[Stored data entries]

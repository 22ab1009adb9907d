//! Status broadcaster port interface

use std::path::PathBuf;

use chrono::{DateTime, Local};
use serde::{Deserialize, Serialize};
use thiserror::Error;

/// Broadcast errors
#[derive(Debug, Clone, Error)]
pub enum BroadcastError {
    #[error("No observers connected")]
    NoObservers,

    #[error("Broadcast failed: {0}")]
    Failed(String),
}

/// Events emitted at controller transitions
#[derive(Debug, Clone, PartialEq, Serialize, Deserialize)]
#[serde(tag = "event", rename_all = "snake_case")]
pub enum RecorderEvent {
    RecordingStarted {
        backend: String,
        file: PathBuf,
        raw_file: PathBuf,
        started_at: DateTime<Local>,
    },
    RecordingStopping {
        backend: String,
    },
    RecordingStopped {
        backend: String,
        file: PathBuf,
        finalized: bool,
    },
    FinalizeWarning {
        raw_file: PathBuf,
        reason: String,
    },
    PhotoCaptured {
        backend: String,
        file: PathBuf,
    },
}

impl RecorderEvent {
    /// Event name as it appears on the wire
    pub const fn name(&self) -> &'static str {
        match self {
            Self::RecordingStarted { .. } => "recording_started",
            Self::RecordingStopping { .. } => "recording_stopping",
            Self::RecordingStopped { .. } => "recording_stopped",
            Self::FinalizeWarning { .. } => "finalize_warning",
            Self::PhotoCaptured { .. } => "photo_captured",
        }
    }
}

/// Port for fanning out controller events.
///
/// Fire-and-forget: callers log a failed publish and carry on.
pub trait StatusBroadcaster: Send + Sync {
    fn publish(&self, event: RecorderEvent) -> Result<(), BroadcastError>;
}

#[cfg(test)]
mod tests {
    use super::*;

    #[test]
    fn events_are_tagged() {
        let event = RecorderEvent::RecordingStopping {
            backend: "software".to_string(),
        };
        let json = serde_json::to_value(&event).unwrap();
        assert_eq!(json["event"], "recording_stopping");
        assert_eq!(json["backend"], "software");
        assert_eq!(event.name(), "recording_stopping");
    }

    #[test]
    fn stopped_event_parses() {
        let line = r#"{"event":"recording_stopped","backend":"ffmpeg","file":"/m/v.mp4","finalized":true}"#;
        let event: RecorderEvent = serde_json::from_str(line).unwrap();
        assert_eq!(
            event,
            RecorderEvent::RecordingStopped {
                backend: "ffmpeg".to_string(),
                file: PathBuf::from("/m/v.mp4"),
                finalized: true,
            }
        );
    }
}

Task to carry out: How many lines of the entries above include the word "software"? Answer with the number only.

Exercise response: 2